La calle, en una montaña rusa

Alrededor de 10.000 manifestantes se concentraron, primero frente a la Generalitat, y luego cerca del Parlament. /AFP
Alrededor de 10.000 manifestantes se concentraron, primero frente a la Generalitat, y luego cerca del Parlament. / AFP

Los mismos manifestantes que llamaban «traidor» a Puigdemont por la mañana, por la tarde lo elevaron a «héroe»

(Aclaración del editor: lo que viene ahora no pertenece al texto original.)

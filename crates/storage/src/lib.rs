//! Storage abstractions for league-media services.
//!
//! Provides unified interfaces for:
//! - Expiring preview pointers (Redis or in-process)
//! - Rendered artifact files (local upload directory via `object_store`)
//! - A YAML content catalog implementing the repository traits

pub mod cache;
pub mod catalog;
pub mod memory_cache;
pub mod object_store;

pub use self::object_store::ArtifactStore;
pub use cache::{PointerStore, RedisPointerStore, DEFAULT_PREFIX, PREVIEW_TTL};
pub use catalog::YamlCatalog;
pub use memory_cache::MemoryPointerStore;
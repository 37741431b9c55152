//! Command-line and environment configuration.

use chrono_tz::Tz;
use clap::Parser;
use std::path::PathBuf;
use tracing::Level;

use league_common::{LeagueError, LeagueResult};

#[derive(Parser, Debug, Clone)]
#[command(name = "league-api")]
#[command(about = "Head-to-head preview and league content API server")]
pub struct Args {
    /// Listen address
    #[arg(short, long, env = "LISTEN_ADDR", default_value = "0.0.0.0:8080")]
    pub listen: String,

    /// Log level
    #[arg(long, env = "LOG_LEVEL", default_value = "info")]
    pub log_level: String,

    /// Number of tokio worker threads (default: number of CPU cores)
    #[arg(long, env = "TOKIO_WORKER_THREADS")]
    pub worker_threads: Option<usize>,

    /// Directory rendered previews are written to
    #[arg(long, env = "UPLOAD_DIR", default_value = "./uploads")]
    pub upload_dir: PathBuf,

    /// Directory relative team logo paths resolve against
    #[arg(long, env = "MEDIA_ROOT")]
    pub media_root: Option<PathBuf>,

    /// Redis URL for preview pointers; in-process pointers when unset
    #[arg(long, env = "REDIS_URL")]
    pub redis_url: Option<String>,

    /// Namespace prepended to Redis pointer keys
    #[arg(long, env = "REDIS_PREFIX", default_value = storage::DEFAULT_PREFIX)]
    pub redis_prefix: String,

    /// YAML content catalog
    #[arg(long, env = "CATALOG_PATH", default_value = "./catalog.yaml")]
    pub catalog: PathBuf,

    /// Public base URL used in sharing metadata
    #[arg(long, env = "SITE_URL", default_value = "http://localhost:8080")]
    pub site_url: String,

    /// IANA timezone event dates are expressed in
    #[arg(long, env = "SITE_TIMEZONE", default_value = "UTC")]
    pub timezone: String,

    /// Token required on officials write-backs
    #[arg(long, env = "ADMIN_TOKEN")]
    pub admin_token: Option<String>,
}

impl Args {
    pub fn level(&self) -> Level {
        match self.log_level.to_lowercase().as_str() {
            "trace" => Level::TRACE,
            "debug" => Level::DEBUG,
            "warn" => Level::WARN,
            "error" => Level::ERROR,
            _ => Level::INFO,
        }
    }

    pub fn site(&self) -> LeagueResult<SiteConfig> {
        let timezone = self
            .timezone
            .parse::<Tz>()
            .map_err(|e| LeagueError::InvalidParameter {
                param: "SITE_TIMEZONE".to_string(),
                message: e.to_string(),
            })?;

        Ok(SiteConfig::new(&self.site_url, timezone).with_admin_token(self.admin_token.clone()))
    }
}

/// Site-wide settings shared by every handler.
#[derive(Debug, Clone)]
pub struct SiteConfig {
    /// Base URL without a trailing slash.
    pub url: String,
    pub timezone: Tz,
    pub admin_token: Option<String>,
}

impl SiteConfig {
    pub fn new(url: &str, timezone: Tz) -> Self {
        Self {
            url: url.trim_end_matches('/').to_string(),
            timezone,
            admin_token: None,
        }
    }

    pub fn with_admin_token(mut self, token: Option<String>) -> Self {
        self.admin_token = token.filter(|t| !t.is_empty());
        self
    }

    /// Public URL of an event's head-to-head preview.
    pub fn preview_url(&self, id: impl std::fmt::Display) -> String {
        format!("{}/head-to-head?post={}", self.url, id)
    }
}

#[cfg(test)]
mod tests {
    use super::*;

    fn args(extra: &[&str]) -> Args {
        let mut argv = vec!["league-api"];
        argv.extend_from_slice(extra);
        Args::try_parse_from(argv).unwrap()
    }

    #[test]
    fn test_site_url_trailing_slash() {
        let site = SiteConfig::new("https://league.example/", Tz::UTC);
        assert_eq!(site.preview_url(100), "https://league.example/head-to-head?post=100");
    }

    #[test]
    fn test_timezone_parsed() {
        let site = args(&["--timezone", "America/Chicago"]).site().unwrap();
        assert_eq!(site.timezone, chrono_tz::America::Chicago);
    }

    #[test]
    fn test_bad_timezone_rejected() {
        assert!(args(&["--timezone", "Mars/Olympus"]).site().is_err());
    }

    #[test]
    fn test_empty_admin_token_disabled() {
        let site = args(&["--admin-token", ""]).site().unwrap();
        assert_eq!(site.admin_token, None);
    }

    #[test]
    fn test_redis_prefix_default() {
        assert_eq!(args(&[]).redis_prefix, "league:");
        assert_eq!(args(&["--redis-prefix", "staging:"]).redis_prefix, "staging:");
    }

    #[test]
    fn test_log_level() {
        assert_eq!(args(&["--log-level", "DEBUG"]).level(), Level::DEBUG);
        assert_eq!(args(&["--log-level", "chatty"]).level(), Level::INFO);
    }
}
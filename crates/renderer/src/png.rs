//! PNG encoding for composited previews.
//!
//! Two encoding modes:
//! - **Indexed PNG (color type 3)**: used when the canvas has ≤256 unique
//!   colors, which is the case for a plain two-color split.
//! - **RGBA PNG (color type 6)**: fallback once resampled logos introduce
//!   more colors.

use image::RgbaImage;
use std::collections::HashMap;
use std::io::Write;

use crate::error::{RenderError, RenderResult};

/// Maximum colors for indexed PNG (PNG8)
const MAX_PALETTE_SIZE: usize = 256;

const PNG_SIGNATURE: [u8; 8] = [137, 80, 78, 71, 13, 10, 26, 10];

/// Encode an image, choosing indexed output when the palette allows it.
pub fn encode_png_auto(image: &RgbaImage) -> RenderResult<Vec<u8>> {
    match extract_palette(image) {
        Some((palette, indices)) => {
            encode_png_indexed(image.width(), image.height(), &palette, &indices)
        }
        None => encode_png_rgba(image),
    }
}

/// Collect a palette and per-pixel indices, or `None` past 256 colors.
fn extract_palette(image: &RgbaImage) -> Option<(Vec<[u8; 4]>, Vec<u8>)> {
    let mut lookup: HashMap<[u8; 4], u8> = HashMap::with_capacity(MAX_PALETTE_SIZE);
    let mut palette: Vec<[u8; 4]> = Vec::with_capacity(MAX_PALETTE_SIZE);
    let mut indices = Vec::with_capacity((image.width() * image.height()) as usize);

    for pixel in image.pixels() {
        let index = match lookup.get(&pixel.0) {
            Some(&idx) => idx,
            None => {
                if palette.len() >= MAX_PALETTE_SIZE {
                    return None;
                }
                let idx = palette.len() as u8;
                palette.push(pixel.0);
                lookup.insert(pixel.0, idx);
                idx
            }
        };
        indices.push(index);
    }

    Some((palette, indices))
}

/// Encode palette indices as an indexed PNG.
pub fn encode_png_indexed(
    width: u32,
    height: u32,
    palette: &[[u8; 4]],
    indices: &[u8],
) -> RenderResult<Vec<u8>> {
    if palette.is_empty() || palette.len() > MAX_PALETTE_SIZE {
        return Err(RenderError::Encode(format!(
            "palette size {} out of range",
            palette.len()
        )));
    }
    check_len(indices.len(), width, height, 1)?;

    let mut png = Vec::new();
    png.extend_from_slice(&PNG_SIGNATURE);
    write_chunk(&mut png, b"IHDR", &ihdr(width, height, 3));

    let plte: Vec<u8> = palette.iter().flat_map(|c| [c[0], c[1], c[2]]).collect();
    write_chunk(&mut png, b"PLTE", &plte);

    if palette.iter().any(|c| c[3] < 255) {
        let trns: Vec<u8> = palette.iter().map(|c| c[3]).collect();
        write_chunk(&mut png, b"tRNS", &trns);
    }

    let idat = deflate_scanlines(indices, width as usize)?;
    write_chunk(&mut png, b"IDAT", &idat);
    write_chunk(&mut png, b"IEND", &[]);

    Ok(png)
}

/// Encode an image as 8-bit RGBA.
pub fn encode_png_rgba(image: &RgbaImage) -> RenderResult<Vec<u8>> {
    let (width, height) = image.dimensions();
    let raw = image.as_raw();
    check_len(raw.len(), width, height, 4)?;

    let mut png = Vec::new();
    png.extend_from_slice(&PNG_SIGNATURE);
    write_chunk(&mut png, b"IHDR", &ihdr(width, height, 6));

    let idat = deflate_scanlines(raw, width as usize * 4)?;
    write_chunk(&mut png, b"IDAT", &idat);
    write_chunk(&mut png, b"IEND", &[]);

    Ok(png)
}

fn check_len(len: usize, width: u32, height: u32, bytes_per_pixel: usize) -> RenderResult<()> {
    let expected = width as usize * height as usize * bytes_per_pixel;
    if len != expected || width == 0 || height == 0 {
        return Err(RenderError::Encode(format!(
            "pixel buffer is {} bytes, expected {} for {}x{}",
            len, expected, width, height
        )));
    }
    Ok(())
}

fn ihdr(width: u32, height: u32, color_type: u8) -> Vec<u8> {
    let mut data = Vec::with_capacity(13);
    data.extend_from_slice(&width.to_be_bytes());
    data.extend_from_slice(&height.to_be_bytes());
    data.push(8); // bit depth
    data.push(color_type);
    data.push(0); // compression method
    data.push(0); // filter method
    data.push(0); // interlace method
    data
}

/// Prefix each row with filter type 0 and zlib-compress.
fn deflate_scanlines(data: &[u8], stride: usize) -> RenderResult<Vec<u8>> {
    let rows = data.len() / stride;
    let mut uncompressed = Vec::with_capacity(rows * (stride + 1));
    for row in data.chunks_exact(stride) {
        uncompressed.push(0);
        uncompressed.extend_from_slice(row);
    }

    let mut encoder =
        flate2::write::ZlibEncoder::new(Vec::new(), flate2::Compression::default());
    encoder
        .write_all(&uncompressed)
        .and_then(|_| encoder.finish())
        .map_err(|e| RenderError::Encode(format!("IDAT compression failed: {}", e)))
}

fn write_chunk(png: &mut Vec<u8>, chunk_type: &[u8; 4], data: &[u8]) {
    png.extend_from_slice(&(data.len() as u32).to_be_bytes());
    png.extend_from_slice(chunk_type);
    png.extend_from_slice(data);

    let mut hasher = crc32fast::Hasher::new();
    hasher.update(chunk_type);
    hasher.update(data);
    png.extend_from_slice(&hasher.finalize().to_be_bytes());
}
//! Artifact file store for rendered previews.

use bytes::Bytes;
use object_store::{local::LocalFileSystem, memory::InMemory, path::Path, ObjectStore};
use std::path::PathBuf;
use std::sync::Arc;
use tracing::{debug, instrument};

use league_common::{LeagueError, LeagueResult};

/// File store rooted at the upload directory.
#[derive(Clone)]
pub struct ArtifactStore {
    store: Arc<dyn ObjectStore>,
    root: Option<PathBuf>,
}

impl ArtifactStore {
    /// Store files under `root`, creating the directory if needed.
    pub fn local(root: impl Into<PathBuf>) -> LeagueResult<Self> {
        let root = root.into();
        std::fs::create_dir_all(&root).map_err(|e| {
            LeagueError::StorageError(format!("Failed to create {}: {}", root.display(), e))
        })?;

        let store = LocalFileSystem::new_with_prefix(&root).map_err(|e| {
            LeagueError::StorageError(format!("Failed to open {}: {}", root.display(), e))
        })?;

        Ok(Self {
            store: Arc::new(store),
            root: Some(root),
        })
    }

    /// Volatile store for tests.
    pub fn in_memory() -> Self {
        Self {
            store: Arc::new(InMemory::new()),
            root: None,
        }
    }

    /// On-disk location of `name`, for local stores.
    pub fn full_path(&self, name: &str) -> Option<PathBuf> {
        self.root.as_ref().map(|r| r.join(name))
    }

    /// Write `data` to `name`, replacing any existing file.
    #[instrument(skip(self, data), fields(name = %name))]
    pub async fn put(&self, name: &str, data: Bytes) -> LeagueResult<()> {
        let location = Path::from(name);
        debug!(size = data.len(), "Writing artifact");

        self.store
            .put(&location, data)
            .await
            .map_err(|e| LeagueError::StorageError(format!("Failed to write {}: {}", name, e)))?;

        Ok(())
    }

    /// Read the bytes of `name`; `None` when it does not exist.
    #[instrument(skip(self), fields(name = %name))]
    pub async fn get(&self, name: &str) -> LeagueResult<Option<Bytes>> {
        let location = Path::from(name);

        let result = match self.store.get(&location).await {
            Ok(result) => result,
            Err(object_store::Error::NotFound { .. }) => return Ok(None),
            Err(e) => {
                return Err(LeagueError::StorageError(format!(
                    "Failed to read {}: {}",
                    name, e
                )))
            }
        };

        let bytes = result
            .bytes()
            .await
            .map_err(|e| LeagueError::StorageError(format!("Failed to read bytes: {}", e)))?;

        debug!(size = bytes.len(), "Read artifact");
        Ok(Some(bytes))
    }

    /// Check if an artifact exists.
    pub async fn exists(&self, name: &str) -> LeagueResult<bool> {
        let location = Path::from(name);

        match self.store.head(&location).await {
            Ok(_) => Ok(true),
            Err(object_store::Error::NotFound { .. }) => Ok(false),
            Err(e) => Err(LeagueError::StorageError(format!(
                "Failed to check {}: {}",
                name, e
            ))),
        }
    }
}
//! HTTP request handlers.
//!
//! - `preview`: head-to-head preview images
//! - `meta`: Open Graph tags for event pages
//! - `events`: admin event listing with the ISO-week filter
//! - `officials`: officials bulk-edit payloads and write-back
//! - `metrics`: health check and Prometheus metrics

pub mod events;
pub mod meta;
pub mod metrics;
pub mod officials;
pub mod preview;

pub use events::{events_handler, EventRow, EventsParams, EventsResponse};
pub use meta::event_meta_handler;
pub use metrics::{health_handler, metrics_handler};
pub use officials::{
    get_officials_handler, officials_directory_handler, put_officials_handler, ADMIN_TOKEN_HEADER,
};
pub use preview::{head_to_head_handler, PreviewParams};

use axum::{http::StatusCode, response::IntoResponse, response::Response};

/// Empty response for requests this service declines to act on.
pub(crate) fn no_content() -> Response {
    StatusCode::NO_CONTENT.into_response()
}
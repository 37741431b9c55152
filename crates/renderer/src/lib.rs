//! Image rendering for head-to-head event previews.
//!
//! - `composite`: two-color slanted split with centered team logos
//! - `layout`: canvas geometry and logo fitting
//! - `png`: indexed/RGBA PNG encoding

pub mod composite;
pub mod error;
pub mod layout;
pub mod png;

pub use composite::{generate, render_canvas};
pub use error::{RenderError, RenderResult};
pub use layout::{LogoFit, Side, CANVAS_HEIGHT, CANVAS_WIDTH};
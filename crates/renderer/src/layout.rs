//! Canvas geometry for head-to-head previews.

/// Canvas width, matching the common 1.91:1 social preview size.
pub const CANVAS_WIDTH: u32 = 1200;
/// Canvas height.
pub const CANVAS_HEIGHT: u32 = 628;

/// Fraction of the width where the split meets the top edge.
const SPLIT_TOP: f32 = 0.60;
/// Fraction of the width where the split meets the bottom edge.
const SPLIT_BOTTOM: f32 = 0.40;

/// Which half of the canvas a logo belongs to.
#[derive(Debug, Clone, Copy, PartialEq, Eq)]
pub enum Side {
    Left,
    Right,
}

impl Side {
    /// Point the logo is centered on.
    pub fn center(&self) -> (f64, f64) {
        let w = CANVAS_WIDTH as f64;
        let h = CANVAS_HEIGHT as f64;
        match self {
            Side::Left => (w / 4.0, h / 2.0),
            Side::Right => (3.0 * w / 4.0, h / 2.0),
        }
    }
}

/// Vertices of the left region: top-left, bottom-left, bottom split, top split.
pub fn left_region() -> [(f32, f32); 4] {
    let w = CANVAS_WIDTH as f32;
    let h = CANVAS_HEIGHT as f32;
    [(0.0, 0.0), (0.0, h), (w * SPLIT_BOTTOM, h), (w * SPLIT_TOP, 0.0)]
}

/// X coordinate of the slanted boundary at height `y`.
pub fn split_x_at(y: f32) -> f32 {
    let w = CANVAS_WIDTH as f32;
    let t = (y / CANVAS_HEIGHT as f32).clamp(0.0, 1.0);
    w * (SPLIT_TOP + (SPLIT_BOTTOM - SPLIT_TOP) * t)
}

/// Largest box a logo may occupy within its half.
///
/// Margins are 10% of the half width horizontally and 10% of the height
/// vertically, on both sides.
pub fn max_logo_box() -> (f64, f64) {
    let half = CANVAS_WIDTH as f64 / 2.0;
    let x_margin = 0.1 * half;
    let y_margin = 0.1 * CANVAS_HEIGHT as f64;
    (half - 2.0 * x_margin, CANVAS_HEIGHT as f64 - 2.0 * y_margin)
}

/// Placement of a logo on the canvas.
#[derive(Debug, Clone, Copy, PartialEq, Eq)]
pub struct LogoFit {
    pub width: u32,
    pub height: u32,
    pub x: i64,
    pub y: i64,
}

impl LogoFit {
    /// Fit a logo of the given native size into its half.
    ///
    /// Logos already inside the box keep their size. Larger ones are scaled
    /// by the dominant overflow ratio so both dimensions fit.
    pub fn compute(native_width: u32, native_height: u32, side: Side) -> Self {
        let (max_w, max_h) = max_logo_box();
        let w = native_width.max(1) as f64;
        let h = native_height.max(1) as f64;

        let (fit_w, fit_h) = if w > max_w || h > max_h {
            let aspect = w / h;
            if w / max_w > h / max_h {
                (max_w, max_w / aspect)
            } else {
                (max_h * aspect, max_h)
            }
        } else {
            (w, h)
        };

        let width = (fit_w.round() as u32).clamp(1, max_w.floor() as u32);
        let height = (fit_h.round() as u32).clamp(1, max_h.floor() as u32);

        let (cx, cy) = side.center();
        Self {
            width,
            height,
            x: (cx - width as f64 / 2.0).round() as i64,
            y: (cy - height as f64 / 2.0).round() as i64,
        }
    }

    pub fn is_scaled(&self, native_width: u32, native_height: u32) -> bool {
        self.width != native_width || self.height != native_height
    }
}
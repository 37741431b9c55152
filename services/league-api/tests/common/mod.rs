//! Shared setup for league-api integration tests.

#![allow(dead_code)]

use chrono_tz::Tz;
use std::path::PathBuf;
use std::sync::Arc;
use tempfile::TempDir;

use league_api::{AppState, SiteConfig};
use storage::{ArtifactStore, MemoryPointerStore, PointerStore, YamlCatalog};
use test_utils::SAMPLE_CATALOG_YAML;

pub const SITE_URL: &str = "https://league.example";
pub const ADMIN_TOKEN: &str = "s3cret";

/// Cache key file name for the Hawks (10) and Owls (20) sample teams.
pub const HAWKS_OWLS_FILE: &str = "team_image_10_1767614400-20_1767688200.png";

pub struct TestApp {
    pub state: Arc<AppState>,
    pub pointers: Arc<MemoryPointerStore>,
    pub uploads: TempDir,
}

impl TestApp {
    pub fn upload_path(&self, name: &str) -> PathBuf {
        self.uploads.path().join(name)
    }

    pub fn upload_count(&self) -> usize {
        std::fs::read_dir(self.uploads.path()).unwrap().count()
    }
}

pub fn site() -> SiteConfig {
    SiteConfig::new(SITE_URL, Tz::UTC).with_admin_token(Some(ADMIN_TOKEN.to_string()))
}

pub fn sample_catalog() -> Arc<YamlCatalog> {
    Arc::new(YamlCatalog::from_yaml(SAMPLE_CATALOG_YAML).unwrap())
}

/// App over the sample catalog with in-memory pointers and a temp upload dir.
pub fn test_app() -> TestApp {
    test_app_with(sample_catalog())
}

pub fn test_app_with(catalog: Arc<YamlCatalog>) -> TestApp {
    let pointers = Arc::new(MemoryPointerStore::new());
    let uploads = TempDir::new().unwrap();
    let state = app_state(catalog, pointers.clone(), &uploads);
    TestApp {
        state,
        pointers,
        uploads,
    }
}

pub fn app_state(
    catalog: Arc<YamlCatalog>,
    pointers: Arc<dyn PointerStore>,
    uploads: &TempDir,
) -> Arc<AppState> {
    let artifacts = ArtifactStore::local(uploads.path()).unwrap();
    Arc::new(AppState::new(
        catalog.clone(),
        catalog,
        pointers,
        artifacts,
        site(),
    ))
}
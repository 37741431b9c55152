//! Expiring pointers from preview cache keys to artifact paths.

use async_trait::async_trait;
use redis::{aio::MultiplexedConnection, AsyncCommands, Client};
use std::time::Duration;
use tracing::{debug, instrument};

use league_common::{LeagueError, LeagueResult};

/// Lifetime of a preview pointer.
pub const PREVIEW_TTL: Duration = Duration::from_secs(30 * 24 * 60 * 60);

/// Namespace used when none is configured.
pub const DEFAULT_PREFIX: &str = "league:";

/// Key-value store with per-entry expiry.
#[async_trait]
pub trait PointerStore: Send + Sync {
    /// Path stored for `key`, if present and not expired.
    async fn get(&self, key: &str) -> LeagueResult<Option<String>>;

    /// Store `path` under `key` for `ttl`.
    async fn set(&self, key: &str, path: &str, ttl: Duration) -> LeagueResult<()>;
}

/// Redis-backed pointer store.
pub struct RedisPointerStore {
    conn: MultiplexedConnection,
    prefix: String,
}

impl RedisPointerStore {
    /// Connect to Redis.
    pub async fn connect(redis_url: &str) -> LeagueResult<Self> {
        let client = Client::open(redis_url)
            .map_err(|e| LeagueError::CacheError(format!("Redis connection failed: {}", e)))?;

        let conn = client
            .get_multiplexed_async_connection()
            .await
            .map_err(|e| LeagueError::CacheError(format!("Redis connection failed: {}", e)))?;

        Ok(Self {
            conn,
            prefix: DEFAULT_PREFIX.to_string(),
        })
    }

    /// Namespace prepended to every key.
    pub fn with_prefix(mut self, prefix: impl Into<String>) -> Self {
        self.prefix = prefix.into();
        self
    }

    fn redis_key(&self, key: &str) -> String {
        prefixed(&self.prefix, key)
    }
}

fn prefixed(prefix: &str, key: &str) -> String {
    format!("{}{}", prefix, key)
}

#[async_trait]
impl PointerStore for RedisPointerStore {
    #[instrument(skip(self))]
    async fn get(&self, key: &str) -> LeagueResult<Option<String>> {
        let mut conn = self.conn.clone();
        let path: Option<String> = conn
            .get(self.redis_key(key))
            .await
            .map_err(|e| LeagueError::CacheError(format!("Cache get failed: {}", e)))?;

        debug!(hit = path.is_some(), "Pointer lookup");
        Ok(path)
    }

    #[instrument(skip(self))]
    async fn set(&self, key: &str, path: &str, ttl: Duration) -> LeagueResult<()> {
        let mut conn = self.conn.clone();
        // SET EX rejects a zero expiry.
        let seconds = ttl.as_secs().max(1);
        let _: () = conn
            .set_ex(self.redis_key(key), path, seconds)
            .await
            .map_err(|e| LeagueError::CacheError(format!("Cache set failed: {}", e)))?;

        Ok(())
    }
}

#[cfg(test)]
mod tests {
    use super::*;

    #[test]
    fn test_prefixed_key() {
        assert_eq!(
            prefixed(DEFAULT_PREFIX, "team_image_1_0-2_0"),
            "league:team_image_1_0-2_0"
        );
        assert_eq!(prefixed("", "k"), "k");
    }
}
//! GET /events/:id/meta

use axum::{
    extract::{Extension, Path},
    http::header,
    response::{IntoResponse, Response},
};
use chrono::Utc;
use std::collections::HashMap;
use std::sync::Arc;
use tracing::{debug, instrument};

use league_common::ContentId;

use super::no_content;
use crate::error::ApiResult;
use crate::og::{build_event_meta, render_tags, EventMeta};
use crate::state::AppState;

#[instrument(skip(state))]
pub async fn event_meta_handler(
    Extension(state): Extension<Arc<AppState>>,
    Path(id): Path<u64>,
) -> ApiResult<Response> {
    let id = ContentId(id);
    let repo = &state.repository;

    let is_event = repo.content(id).await?.is_some_and(|r| r.is_event());
    let details = match repo.event_details(id).await? {
        Some(details) if is_event => details,
        _ => {
            debug!("Not an event");
            return Ok(no_content());
        }
    };

    let mut teams = HashMap::new();
    let team_ids = details
        .teams
        .iter()
        .chain(details.results.iter().map(|r| &r.team));
    for &team_id in team_ids {
        if teams.contains_key(&team_id) {
            continue;
        }
        if let Some(team) = repo.team(team_id).await? {
            teams.insert(team_id, team);
        }
    }

    let settings = repo.settings().await?;
    let meta = EventMeta {
        details: &details,
        teams: &teams,
        settings: &settings,
        image_url: state.site.preview_url(id),
        now: Utc::now().with_timezone(&state.site.timezone).naive_local(),
    };

    Ok(match build_event_meta(&meta) {
        Some(tags) => (
            [(header::CONTENT_TYPE, "text/html; charset=utf-8")],
            render_tags(&tags),
        )
            .into_response(),
        None => no_content(),
    })
}
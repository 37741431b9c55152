//! GET /api/events?sp_week_filter=YYYY-Www

use axum::{
    extract::{Extension, Query},
    Json,
};
use chrono::{DateTime, FixedOffset, NaiveDateTime};
use serde::{Deserialize, Serialize};
use std::sync::Arc;
use tracing::instrument;

use league_common::week::week_summary;
use league_common::{ContentId, EventSummary, IsoWeek, OfficialAssignments};

use crate::error::ApiResult;
use crate::state::AppState;

#[derive(Debug, Deserialize)]
pub struct EventsParams {
    pub sp_week_filter: Option<String>,
}

#[derive(Debug, Serialize, Deserialize)]
pub struct EventsResponse {
    pub summary: String,
    /// Canonical `YYYY-Www` of the applied filter.
    pub week: Option<String>,
    pub starts_at: Option<DateTime<FixedOffset>>,
    pub ends_at: Option<DateTime<FixedOffset>>,
    pub events: Vec<EventRow>,
}

#[derive(Debug, Serialize, Deserialize)]
pub struct EventRow {
    pub id: ContentId,
    pub title: String,
    pub date: NaiveDateTime,
    pub venue: Option<String>,
    /// Stored assignments, prefilled into the bulk-edit form.
    pub officials: OfficialAssignments,
}

impl EventRow {
    fn new(event: EventSummary, officials: OfficialAssignments) -> Self {
        Self {
            id: event.id,
            title: event.title,
            date: event.date,
            venue: event.venue,
            officials,
        }
    }
}

#[instrument(skip(state))]
pub async fn events_handler(
    Extension(state): Extension<Arc<AppState>>,
    Query(params): Query<EventsParams>,
) -> ApiResult<Json<EventsResponse>> {
    let raw = params.sp_week_filter.as_deref();
    let week = raw.and_then(IsoWeek::parse);

    let range = week.and_then(|w| w.range(&state.site.timezone));
    let (starts_at, ends_at) = match range {
        Some((start, end)) => (Some(start.fixed_offset()), Some(end.fixed_offset())),
        None => (None, None),
    };

    let summaries = state.repository.events(week.map(|w| w.date_query())).await?;
    let mut events = Vec::with_capacity(summaries.len());
    for event in summaries {
        let officials = state
            .repository
            .event_officials(event.id)
            .await?
            .unwrap_or_default();
        events.push(EventRow::new(event, officials));
    }

    Ok(Json(EventsResponse {
        summary: week_summary(raw),
        week: week.map(|w| w.to_string()),
        starts_at,
        ends_at,
        events,
    }))
}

MELCHOR SÁIZ-PARDOENVIADO ESPECIAL. BARCELONA

Lo de ayer en las calles y plazas de Cataluña, y muy particularmente en Barcelona, fue una verdadera montaña rusa de emociones. De la celebración a la rabia. Del llanto a la risa nerviosa. De la congoja al estallido de euforia. Del cielo al infierno. Y vuelta a empezar. Todo improvisado, todo cambiante. Movilizaciones desconvocadas minutos después de ser convocadas a golpe de calentón en Twitter. Manifestaciones que variaron de recorrido mil veces, protestas espontáneas de gran virulencia que desaparecían en cuestión de segundos, amagos de escraches a partidos políticos «tibios» que horas después volvían a ser ‘indepes’ de pata negra...

La calle, tomada ayer por independentistas, latió al ritmo de los vaivenes de Carles Puigdemont. Y se quedó exhausta y sin saber, más allá de que no habrá elecciones, si tenía república o no. Casi doce horas de infarto que dejaron agotados -aunque moderadamente felices- a los cerca de 10.000 manifestantes, muchos de ellos estudiantes, que se convirtieron en la ‘guardia de corp’ de la república, con una protesta espontánea en la Plaza de Sant Jaume, sede de la Generalitat, donde Puigdemont deshojaba la margarita.

El de ayer debía ser un día casi de fiesta, o así al menos lo había programado Universitats per la República, la plataforma que había convocado la segunda jornada de huelgas estudiantiles y la única manifestación prevista en principio. Una suerte de celebración avanzada de la Declaración Unilateral de Independencia (DUI). Eso sí, con muestras de apoyo a los encarcelados Jordi Sànchez y Jordi Cuixart y contra la aplicación del 155. «El pueblo ha votado. Ahora República», rezaba el lema de la marcha.

«¡Se ha rajado!»

Pero esa manifestación se tornó pronto en una unión de corrillos que no daban crédito a las noticias que llegaban: «¡El presidente se ha rajado! ¡Se lo ha dicho ya a la CUP! ¡No hay DUI y vamos a elecciones!», gritó alguien desde la cabecera de la marcha. Y desde ese momento la manifestación se transformó por completo. Los más decididos se marcharon a hacer un rápido escrache a la sede del PDeCAT, para entonces bien protegida por una decena de furgonetas de Mossos. Los primeros gritos de «¡Traidor!» tronaron.

La calle se caldeó por momentos. Y las redes más. Movilización. ¿Pero dónde? ¿Cuándo? ¿Contra quién? ¿Y es seguro que hay elecciones? Por si acaso, Arran, la organización juvenil independentista más radical, cargaba contra el president y prometía «lucha». Las juventudes de ERC también se declaraban listas para tomar las calles. Era el desconcierto absoluto para algunos, mientras que otros brindaban con cerveza en un bar cercano de Las Ramblas mientras respiraban aliviados ante la perspectiva de unas elecciones.

Pero todo cambió a las cinco de la tarde. Los mismos jóvenes que hasta las 16.55 horas gritaban «traidor» al president, a las 17.15 le tildaban de «héroe por no haber cedido al chantaje del 155 del PP». Otro ‘Día D’, histórico. Todos pendientes de los móviles que transmitían en directo la comparecencia de Carles Puigdemont a solo unos metros de allí, en el interior de la Generalitat. Cuando anunció que no convocaría elecciones, entre todos los gritos se alzó uno. «¡Independencia!».

Luego vinieron las dudas: tampoco había hablado de declarar la república. Los ánimos en la Plaza de Sant Jaume se volvieron a turbar. Cuando quedó más o menos claro que Puigdemont dejaba en manos del Parlament la declaración de la DUI, la reacción fue inmediata. «¡Pues al Parlament entonces, a defender la República catalana allí!», gritaron los estudiantes. Al Parc de la Ciutadella, lo más cerca que se podía estar ayer de la Cámara, a hacer una suerte de botellón reivindicativo con tintes de fiesta anticipada de la república. A las celebraciones-vigilia para que «Puigdemont no se vuelva a arrepentir».